Издали мне показалось, что они целы. Так часто бывает с развалинами. Потом я увидел, что слева от лицейской арки нет куполов. Потом я увидел всё. Ничего, кроме стен, не осталось. Вы знаете, как э т о выглядит.
— Почему э т о было сделано?
Сейчас я скажу фразу, которая вызовет улыбку у всех читающих:
— На каком основании э т о было сделано?
Смешной вопрос! На каком основании убивают? Взрывают? Мы же взрослые люди, мы все понимаем!..
Но ведь я помню этого белого лебедя с красным клювом, из которого, потрескивая, падала серебряная струя, и от нее начиналась система каскадов вдоль границы парка; там всегда были дети. И скамейку на берегу Большого пруда, где говорила Машенька Гринева с царицей о судьбе своего жениха. Машенька не знала, с кем она говорит, и в ответ на неприветливые царицыны слова вдруг воскликнула: «Ах, неправда!» — «Как неправда!» — вспыхнула царица… Помните? И еще: на такой же чугунной скамейке — самого́ Пушкина в лицейском садике, Пушкина из бронзы, совсем молодого, которого мы с сестренкой называли «черный дядя». Потом уже, совсем взрослым, читал я на граните пьедестала золотые на всю жизнь строки:
Я помню жилистые корни деревьев вдоль тротуара, по которому нас водили к белому лебедю, и девушку, разбившую кувшин, и Камеронову галерею… Я все помню подробно, точно, и хотя впоследствии я узнал огромные просторы на восток и на юг и это все было мое отечество, но первое знание было заложено тут.
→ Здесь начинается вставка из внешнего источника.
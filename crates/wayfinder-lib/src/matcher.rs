//! Resolve raw segment endpoints to door or intersection nodes.
//!
//! Matching is strict: a candidate qualifies only when it is closer than the
//! threshold. Intersections are authoritative junctions, so doors are only
//! considered when no intersection qualifies. Within a class the closest
//! candidate wins and exact ties go to the earlier node in drawing order.
//!
//! [`match_point`] is the linear reference scan. [`PointIndex`] answers the
//! same question through a 2-D KD-tree per class and must always agree with it.

use kiddo::float::kdtree::KdTree;
use kiddo::SquaredEuclidean;

use crate::geometry::Point;
use crate::graph::Node;

/// KD-tree bucket size (kiddo default).
const BUCKET_SIZE: usize = 32;

type Tree = KdTree<f64, usize, 2, BUCKET_SIZE, u32>;

/// Linear scan over intersections, then doors.
pub fn match_point<'a>(
    point: Point,
    doors: &'a [Node],
    intersections: &'a [Node],
    threshold: f64,
) -> Option<&'a str> {
    closest_linear(point, intersections, threshold)
        .or_else(|| closest_linear(point, doors, threshold))
}

fn closest_linear(point: Point, nodes: &[Node], threshold: f64) -> Option<&str> {
    let mut closest = threshold;
    let mut found = None;
    for node in nodes {
        let distance = point.distance_to(&node.position);
        if distance < closest {
            closest = distance;
            found = Some(node.id.as_str());
        }
    }
    found
}

/// Spatial index over one floor's doors and intersections.
pub struct PointIndex<'a> {
    doors: ClassIndex<'a>,
    intersections: ClassIndex<'a>,
}

struct ClassIndex<'a> {
    nodes: &'a [Node],
    tree: Tree,
}

impl<'a> ClassIndex<'a> {
    fn new(nodes: &'a [Node]) -> Self {
        let mut tree: Tree = KdTree::new();
        for (index, node) in nodes.iter().enumerate() {
            tree.add(&[node.position.x, node.position.y], index);
        }
        Self { nodes, tree }
    }

    fn closest(&self, point: Point, threshold: f64) -> Option<&'a str> {
        if self.nodes.is_empty() || !(threshold > 0.0) {
            return None;
        }

        // Squared radius is inclusive; the exact distance filter below keeps
        // the strict `<` contract of the linear scan.
        let candidates = self
            .tree
            .within::<SquaredEuclidean>(&[point.x, point.y], threshold * threshold);

        candidates
            .into_iter()
            .map(|neighbour| {
                let node = &self.nodes[neighbour.item];
                (point.distance_to(&node.position), neighbour.item)
            })
            .filter(|(distance, _)| *distance < threshold)
            .min_by(|a, b| a.0.total_cmp(&b.0).then_with(|| a.1.cmp(&b.1)))
            .map(|(_, index)| self.nodes[index].id.as_str())
    }
}

impl<'a> PointIndex<'a> {
    pub fn new(doors: &'a [Node], intersections: &'a [Node]) -> Self {
        Self {
            doors: ClassIndex::new(doors),
            intersections: ClassIndex::new(intersections),
        }
    }

    /// Same contract as [`match_point`].
    pub fn match_point(&self, point: Point, threshold: f64) -> Option<&'a str> {
        self.intersections
            .closest(point, threshold)
            .or_else(|| self.doors.closest(point, threshold))
    }
}

impl std::fmt::Debug for PointIndex<'_> {
    fn fmt(&self, f: &mut std::fmt::Formatter<'_>) -> std::fmt::Result {
        f.debug_struct("PointIndex")
            .field("doors", &self.doors.nodes.len())
            .field("intersections", &self.intersections.nodes.len())
            .finish()
    }
}

#[cfg(test)]
mod tests {
    use super::*;
    use crate::test_helpers::{door, intersection};

    #[test]
    fn matches_door_within_threshold() {
        let doors = vec![door("D1", "F", 105.0, 102.0)];
        let found = match_point(Point::new(100.0, 100.0), &doors, &[], 10.0);
        assert_eq!(found, Some("D1"));
        assert_eq!(match_point(Point::new(300.0, 300.0), &doors, &[], 10.0), None);
    }

    #[test]
    fn threshold_is_strict() {
        let doors = vec![door("D1", "F", 10.0, 0.0)];
        assert_eq!(match_point(Point::new(0.0, 0.0), &doors, &[], 10.0), None);
        let index = PointIndex::new(&doors, &[]);
        assert_eq!(index.match_point(Point::new(0.0, 0.0), 10.0), None);
    }

    #[test]
    fn intersections_win_over_closer_doors() {
        let doors = vec![door("D1", "F", 1.0, 0.0)];
        let intersections = vec![intersection("I1", "F", 6.0, 0.0)];
        let found = match_point(Point::new(0.0, 0.0), &doors, &intersections, 10.0);
        assert_eq!(found, Some("I1"));
    }

    #[test]
    fn ties_go_to_first_in_scan_order() {
        let doors = vec![door("D1", "F", 3.0, 0.0), door("D2", "F", -3.0, 0.0)];
        assert_eq!(
            match_point(Point::new(0.0, 0.0), &doors, &[], 10.0),
            Some("D1")
        );
        let index = PointIndex::new(&doors, &[]);
        assert_eq!(index.match_point(Point::new(0.0, 0.0), 10.0), Some("D1"));
    }

    #[test]
    fn index_agrees_with_linear_scan() {
        let doors: Vec<Node> = (0..40)
            .map(|i| {
                let f = i as f64;
                door(&format!("D{i}"), "F", (f * 37.0) % 200.0, (f * 53.0) % 150.0)
            })
            .collect();
        let intersections: Vec<Node> = (0..25)
            .map(|i| {
                let f = i as f64;
                intersection(&format!("I{i}"), "F", (f * 71.0) % 200.0, (f * 29.0) % 150.0)
            })
            .collect();
        let index = PointIndex::new(&doors, &intersections);

        for step in 0..400 {
            let s = step as f64;
            let query = Point::new((s * 13.7) % 210.0, (s * 7.3) % 160.0);
            for threshold in [2.5, 10.0, 25.0] {
                assert_eq!(
                    index.match_point(query, threshold),
                    match_point(query, &doors, &intersections, threshold),
                    "query {query:?} threshold {threshold}"
                );
            }
        }
    }
}
// SPDX-License-Identifier: AGPL-3.0-or-later

//! Builds the destination schema from the source schema and a column plan.
//!
//! Archive definitions pass through untouched. Column definitions and
//! accumulation states follow the plan; consolidation states are shuffled
//! per archive, never across archives. Every write cursor is reset to row 0
//! because the destination rows are written oldest first.

use crate::error::{try_vec, ModifyError, Result};
use crate::format::{CdpPrep, DsDef, PdpPrep, RraDef, RraPtr, RrdSchema, StatHead};
use crate::plan::{ColumnOp, ColumnPlan};
use tracing::debug;

/// Write cursor given to every rebuilt archive.
pub const LINEARIZED_CURSOR: RraPtr = RraPtr { cur_row: 0 };

/// Destination column definitions and their accumulation states.
#[derive(Debug, Clone, PartialEq, Eq)]
pub struct ColumnSet {
    pub defs: Vec<DsDef>,
    pub prep: Vec<PdpPrep>,
}

/// Destination archive definitions, cursors and consolidation blocks.
#[derive(Debug, Clone, PartialEq, Eq)]
pub struct ArchiveSet {
    pub defs: Vec<RraDef>,
    pub ptrs: Vec<RraPtr>,
    pub cdp_prep: Vec<CdpPrep>,
}

pub fn rebuild_schema(source: &RrdSchema, plan: &ColumnPlan) -> Result<RrdSchema> {
    check_plan(source, plan)?;
    let columns = rebuild_columns(source, plan)?;
    let archives = rebuild_archives(source, plan)?;
    Ok(RrdSchema {
        head: StatHead {
            pdp_step: source.head.pdp_step,
            par: source.head.par,
        },
        live: source.live,
        ds_defs: columns.defs,
        pdp_prep: columns.prep,
        rra_defs: archives.defs,
        rra_ptrs: archives.ptrs,
        cdp_prep: archives.cdp_prep,
    })
}

/// Kept columns are copied with their accumulation state; added columns
/// start with an unknown last value and as many unknown seconds as have
/// passed since the last step boundary.
pub fn rebuild_columns(source: &RrdSchema, plan: &ColumnPlan) -> Result<ColumnSet> {
    check_plan(source, plan)?;
    let step = i64::try_from(source.head.pdp_step)
        .ok()
        .filter(|&s| s > 0)
        .ok_or_else(|| {
            ModifyError::InvalidFormat(format!("step {} out of range", source.head.pdp_step))
        })?;
    let unknown_secs = source.live.last_up.rem_euclid(step) as u64;

    let mut defs = try_vec(plan.output_columns(), "column definitions")?;
    let mut prep = try_vec(plan.output_columns(), "accumulation states")?;
    for op in plan.ops() {
        match op {
            ColumnOp::Keep(i) => {
                defs.push(source.ds_defs[*i]);
                prep.push(source.pdp_prep[*i]);
            }
            ColumnOp::Add(spec) => {
                defs.push(spec.to_ds_def()?);
                prep.push(PdpPrep::unknown(unknown_secs));
            }
            ColumnOp::Drop(_) => {}
        }
    }
    Ok(ColumnSet { defs, prep })
}

pub fn rebuild_archives(source: &RrdSchema, plan: &ColumnPlan) -> Result<ArchiveSet> {
    check_plan(source, plan)?;
    let rra_cnt = source.rra_cnt();
    let cdp_cnt = rra_cnt
        .checked_mul(plan.output_columns())
        .ok_or_else(|| ModifyError::InvalidFormat("consolidation block too large".to_string()))?;

    let mut defs = try_vec(rra_cnt, "archive definitions")?;
    let mut ptrs = try_vec(rra_cnt, "write cursors")?;
    let mut cdp_prep = try_vec(cdp_cnt, "consolidation states")?;
    for archive in 0..rra_cnt {
        defs.push(source.rra_defs[archive]);
        ptrs.push(LINEARIZED_CURSOR);
        let block = source.cdp_block(archive);
        for op in plan.ops() {
            match op {
                ColumnOp::Keep(i) => cdp_prep.push(block[*i]),
                ColumnOp::Add(_) => cdp_prep.push(CdpPrep::EMPTY),
                ColumnOp::Drop(_) => {}
            }
        }
        debug!(
            archive,
            cf = %source.rra_defs[archive].cf.as_str(),
            rows = source.rra_defs[archive].row_cnt,
            "archive definition rebuilt"
        );
    }
    Ok(ArchiveSet {
        defs,
        ptrs,
        cdp_prep,
    })
}

fn check_plan(source: &RrdSchema, plan: &ColumnPlan) -> Result<()> {
    if plan.source_columns() != source.ds_cnt() {
        return Err(ModifyError::InvalidFormat(format!(
            "plan covers {} columns, database has {}",
            plan.source_columns(),
            source.ds_cnt()
        )));
    }
    Ok(())
}
// SPDX-License-Identifier: AGPL-3.0-or-later

//! Row storage for one archive.
//!
//! Every `(row, column)` coordinate is turned into a linear offset by
//! [`RowMatrix::offset`] and nowhere else; callers work with rows and
//! columns, never with strides.

use crate::error::{try_vec, ModifyError, Result};
use std::io::{self, Write};

/// Size of one stored sample.
pub const VALUE_LEN: usize = 8;

/// A `rows × columns` block of samples, row-major, column-minor.
#[derive(Debug, Clone, PartialEq)]
pub struct RowMatrix {
    rows: usize,
    columns: usize,
    values: Vec<f64>,
}

impl RowMatrix {
    /// Number of values a `rows × columns` block holds, if it fits in memory.
    pub fn value_count(rows: usize, columns: usize) -> Option<usize> {
        rows.checked_mul(columns)
    }

    /// Number of bytes a `rows × columns` block occupies on disk.
    pub fn byte_len(rows: usize, columns: usize) -> Option<usize> {
        Self::value_count(rows, columns)?.checked_mul(VALUE_LEN)
    }

    /// A block with every cell set to `value`.
    pub fn filled(rows: usize, columns: usize, value: f64) -> Result<Self> {
        let count = Self::value_count(rows, columns).ok_or_else(|| {
            ModifyError::InvalidFormat(format!("{rows} x {columns} archive is too large"))
        })?;
        let mut values = try_vec(count, "archive rows")?;
        values.resize(count, value);
        Ok(Self {
            rows,
            columns,
            values,
        })
    }

    /// Wraps row-major `values`; the length must be exactly `rows × columns`.
    pub fn from_values(rows: usize, columns: usize, values: Vec<f64>) -> Option<Self> {
        if Self::value_count(rows, columns)? != values.len() {
            return None;
        }
        Some(Self {
            rows,
            columns,
            values,
        })
    }

    /// Decodes little-endian samples; `bytes` must hold exactly one block.
    pub fn from_le_bytes(rows: usize, columns: usize, bytes: &[u8]) -> Result<Self> {
        let expected = Self::byte_len(rows, columns).ok_or_else(|| {
            ModifyError::InvalidFormat(format!("{rows} x {columns} archive is too large"))
        })?;
        if bytes.len() != expected {
            return Err(ModifyError::short_read("archive rows", expected, bytes.len()));
        }
        let mut values = try_vec(expected / VALUE_LEN, "archive rows")?;
        values.extend(bytes.chunks_exact(VALUE_LEN).map(|chunk| {
            let mut raw = [0u8; VALUE_LEN];
            raw.copy_from_slice(chunk);
            f64::from_le_bytes(raw)
        }));
        Ok(Self {
            rows,
            columns,
            values,
        })
    }

    pub fn rows(&self) -> usize {
        self.rows
    }

    pub fn columns(&self) -> usize {
        self.columns
    }

    fn offset(&self, row: usize, column: usize) -> Option<usize> {
        if row >= self.rows || column >= self.columns {
            return None;
        }
        Some(row * self.columns + column)
    }

    pub fn get(&self, row: usize, column: usize) -> Option<f64> {
        self.offset(row, column).map(|idx| self.values[idx])
    }

    /// All cells of `row`; panics if `row` is out of range.
    pub fn row(&self, row: usize) -> &[f64] {
        let start = self.row_start(row);
        &self.values[start..start + self.columns]
    }

    pub fn row_mut(&mut self, row: usize) -> &mut [f64] {
        let start = self.row_start(row);
        &mut self.values[start..start + self.columns]
    }

    fn row_start(&self, row: usize) -> usize {
        assert!(
            row < self.rows,
            "row {row} out of range for {} rows",
            self.rows
        );
        row * self.columns
    }

    /// The history of one column, oldest stored row first.
    pub fn column(&self, column: usize) -> impl Iterator<Item = f64> + '_ {
        (0..self.rows).filter_map(move |row| self.get(row, column))
    }

    pub fn as_slice(&self) -> &[f64] {
        &self.values
    }

    /// Writes the block as little-endian samples, bit patterns untouched.
    pub fn write_le<W: Write + ?Sized>(&self, out: &mut W) -> io::Result<()> {
        let mut buf = Vec::with_capacity(self.columns * VALUE_LEN);
        for row in 0..self.rows {
            buf.clear();
            for value in self.row(row) {
                buf.extend_from_slice(&value.to_le_bytes());
            }
            out.write_all(&buf)?;
        }
        Ok(())
    }
}
// SPDX-License-Identifier: AGPL-3.0-or-later

use clap::{Parser, Subcommand};
use rrdkit::{ModifyOptions, ModifyRequest};
use std::io;
use std::path::PathBuf;
use std::process::ExitCode;
use tracing_subscriber::EnvFilter;

#[derive(Parser, Debug)]
#[command(name = "rrdkit", version, about = "Edit round-robin database files")]
struct Cli {
    /// Log debug detail to stderr
    #[arg(long, short = 'v', global = true, conflicts_with = "quiet")]
    verbose: bool,

    /// Suppress all log output
    #[arg(long, short = 'q', global = true)]
    quiet: bool,

    #[command(subcommand)]
    command: Command,
}

#[derive(Subcommand, Debug)]
enum Command {
    /// Add or remove columns, writing a linearized copy
    Modify {
        /// Caching daemon address (defaults to $RRDCACHED_ADDRESS)
        #[arg(long, short = 'd')]
        daemon: Option<String>,

        /// Source database
        source: PathBuf,

        /// Destination database, or '-' for stdout
        destination: String,

        /// DS:<name>:<type>:<heartbeat>:<min>:<max> or DEL:<name>
        #[arg(allow_hyphen_values = true)]
        changes: Vec<String>,
    },
}

fn main() -> ExitCode {
    let cli = Cli::parse();
    init_logging(cli.verbose, cli.quiet);

    let result = match cli.command {
        Command::Modify {
            daemon,
            source,
            destination,
            changes,
        } => {
            let options = ModifyOptions { daemon };
            let request = ModifyRequest::from_args(&changes);
            rrdkit::run(&options, &source, &destination, &request).map(|_| ())
        }
    };

    match result {
        Ok(()) => ExitCode::SUCCESS,
        Err(e) => {
            eprintln!("ERROR: {e}");
            ExitCode::from(1)
        }
    }
}

fn init_logging(verbose: bool, quiet: bool) {
    if quiet {
        return;
    }

    let default = if verbose { "debug" } else { "warn" };
    let filter = EnvFilter::try_from_default_env().unwrap_or_else(|_| EnvFilter::new(default));

    tracing_subscriber::fmt()
        .with_env_filter(filter)
        .with_writer(io::stderr)
        .init();
}
// SPDX-License-Identifier: AGPL-3.0-or-later

use crate::daemon::{CacheDaemon, DaemonClient, NoDaemon};
use crate::error::Result;

/// Environment variable naming the caching daemon when `--daemon` is absent.
pub const DAEMON_ADDRESS_ENV: &str = "RRDCACHED_ADDRESS";

#[derive(Debug, Clone, Default, PartialEq, Eq)]
pub struct ModifyOptions {
    /// Explicit daemon address; overrides the environment.
    pub daemon: Option<String>,
}

impl ModifyOptions {
    /// The daemon address in effect, if any. Empty values count as unset.
    pub fn daemon_address(&self) -> Option<String> {
        self.daemon
            .clone()
            .or_else(|| std::env::var(DAEMON_ADDRESS_ENV).ok())
            .filter(|addr| !addr.trim().is_empty())
    }

    /// Connects to the configured daemon, or hands back a no-op one.
    pub fn connect_daemon(&self) -> Result<Box<dyn CacheDaemon>> {
        match self.daemon_address() {
            Some(address) => Ok(Box::new(DaemonClient::connect(&address)?)),
            None => Ok(Box::new(NoDaemon)),
        }
    }
}

#[cfg(test)]
mod tests {
    use super::*;

    #[test]
    fn test_explicit_address_wins() {
        let opts = ModifyOptions {
            daemon: Some("unix:/run/a.sock".to_string()),
        };
        assert_eq!(opts.daemon_address().as_deref(), Some("unix:/run/a.sock"));
    }

    #[test]
    fn test_blank_address_is_unset() {
        let opts = ModifyOptions {
            daemon: Some("  ".to_string()),
        };
        assert_eq!(opts.daemon_address(), None);
    }

    #[test]
    fn test_unreachable_daemon_fails_to_connect() {
        let dir = tempfile::tempdir().unwrap();
        let sock = dir.path().join("missing.sock");
        let opts = ModifyOptions {
            daemon: Some(format!("unix:{}", sock.display())),
        };
        assert!(matches!(
            opts.connect_daemon(),
            Err(crate::error::ModifyError::DaemonConnect { .. })
        ));
    }
}
// SPDX-License-Identifier: AGPL-3.0-or-later

//! Parsing of `DS:<name>:<type>:<heartbeat>:<min>:<max>` column definitions.

use crate::error::{ModifyError, Result};
use crate::format::{
    DsDef, FixedStr, Unival, DS_MAX_VAL, DS_MIN_VAL, DS_MRHB_CNT, DNAN, NAME_LEN, PAR_SLOTS,
};
use std::fmt;

pub const DS_PREFIX: &str = "DS:";

/// Longest name a column definition record can hold.
pub const MAX_NAME_LEN: usize = NAME_LEN - 1;

#[derive(Debug, Clone, Copy, PartialEq, Eq)]
pub enum SourceType {
    Gauge,
    Counter,
    Derive,
    Absolute,
    DCounter,
    DDerive,
    Compute,
}

impl SourceType {
    pub fn from_name(name: &str) -> Option<Self> {
        match name {
            "GAUGE" => Some(Self::Gauge),
            "COUNTER" => Some(Self::Counter),
            "DERIVE" => Some(Self::Derive),
            "ABSOLUTE" => Some(Self::Absolute),
            "DCOUNTER" => Some(Self::DCounter),
            "DDERIVE" => Some(Self::DDerive),
            "COMPUTE" => Some(Self::Compute),
            _ => None,
        }
    }

    pub fn as_str(self) -> &'static str {
        match self {
            Self::Gauge => "GAUGE",
            Self::Counter => "COUNTER",
            Self::Derive => "DERIVE",
            Self::Absolute => "ABSOLUTE",
            Self::DCounter => "DCOUNTER",
            Self::DDerive => "DDERIVE",
            Self::Compute => "COMPUTE",
        }
    }
}

impl fmt::Display for SourceType {
    fn fmt(&self, f: &mut fmt::Formatter<'_>) -> fmt::Result {
        f.write_str(self.as_str())
    }
}

/// A validated column addition.
#[derive(Debug, Clone, PartialEq)]
pub struct ColumnSpec {
    pub name: String,
    pub source_type: SourceType,
    /// Seconds without an update before the value becomes unknown.
    pub heartbeat: u64,
    /// `NaN` when unbounded.
    pub min: f64,
    pub max: f64,
}

impl ColumnSpec {
    /// Parses one definition; the `DS:` prefix is optional.
    pub fn parse(text: &str) -> Result<Self> {
        let err = |reason: &str| ModifyError::ParseError {
            definition: text.to_string(),
            reason: reason.to_string(),
        };
        let body = text.strip_prefix(DS_PREFIX).unwrap_or(text);
        let fields: Vec<&str> = body.split(':').collect();
        let name = fields[0];
        if !is_valid_name(name) {
            return Err(err(&format!(
                "name must be 1 to {MAX_NAME_LEN} characters of [A-Za-z0-9_]"
            )));
        }
        let type_name = fields
            .get(1)
            .ok_or_else(|| err("missing data source type"))?;
        let source_type = SourceType::from_name(type_name)
            .ok_or_else(|| err(&format!("unknown data source type '{type_name}'")))?;
        if source_type == SourceType::Compute {
            return Err(err("COMPUTE data sources cannot be added"));
        }
        if fields.len() != 5 {
            return Err(err("expected <name>:<type>:<heartbeat>:<min>:<max>"));
        }
        let heartbeat = fields[2]
            .parse::<u64>()
            .ok()
            .filter(|&hb| hb > 0)
            .ok_or_else(|| err(&format!("invalid heartbeat '{}'", fields[2])))?;
        let min = parse_limit(fields[3]).ok_or_else(|| err(&format!("invalid min '{}'", fields[3])))?;
        let max = parse_limit(fields[4]).ok_or_else(|| err(&format!("invalid max '{}'", fields[4])))?;
        if !min.is_nan() && !max.is_nan() && min >= max {
            return Err(err("min must be less than max"));
        }
        Ok(Self {
            name: name.to_string(),
            source_type,
            heartbeat,
            min,
            max,
        })
    }

    /// The on-disk definition record for this column.
    pub fn to_ds_def(&self) -> Result<DsDef> {
        let name = FixedStr::new(&self.name).ok_or_else(|| ModifyError::ParseError {
            definition: self.to_string(),
            reason: "name does not fit the definition record".to_string(),
        })?;
        let mut par = [Unival::ZERO; PAR_SLOTS];
        par[DS_MRHB_CNT] = Unival::from_count(self.heartbeat);
        par[DS_MIN_VAL] = Unival::from_value(self.min);
        par[DS_MAX_VAL] = Unival::from_value(self.max);
        Ok(DsDef {
            name,
            // Type names are at most 8 characters.
            dst: FixedStr::new(self.source_type.as_str()).unwrap_or_default(),
            par,
        })
    }
}

impl fmt::Display for ColumnSpec {
    fn fmt(&self, f: &mut fmt::Formatter<'_>) -> fmt::Result {
        write!(
            f,
            "{DS_PREFIX}{}:{}:{}:{}:{}",
            self.name,
            self.source_type,
            self.heartbeat,
            fmt_limit(self.min),
            fmt_limit(self.max)
        )
    }
}

pub fn is_valid_name(name: &str) -> bool {
    !name.is_empty()
        && name.len() <= MAX_NAME_LEN
        && name.bytes().all(|b| b.is_ascii_alphanumeric() || b == b'_')
}

fn parse_limit(field: &str) -> Option<f64> {
    if field == "U" {
        return Some(DNAN);
    }
    field.parse::<f64>().ok().filter(|v| !v.is_nan())
}

fn fmt_limit(value: f64) -> String {
    if value.is_nan() {
        "U".to_string()
    } else {
        value.to_string()
    }
}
— Так на каком же основании?!
Немецкий язык был язык моего детства — мама окончила Аннешуле, воспитывала меня милая фрейлейн Тру́да, я знал наизусть много из Гёте и Уланда… А теперь… мне уж никогда не избавиться от дрожи при звуках немецкой речи… О, как эти люди оскорбили меня и весь наш народ… Такого простить нельзя!
Туда, в дом деда по Магазинной улице, № 50, пришла открытка с почтовым штемпелем 1907 года:
«Шлю крепкий поцелуй моим малышам из красивого, чистого города Дрездена, где есть прекрасная галерея картин. Приеду в четверг, зацелую в лепешку! Мама».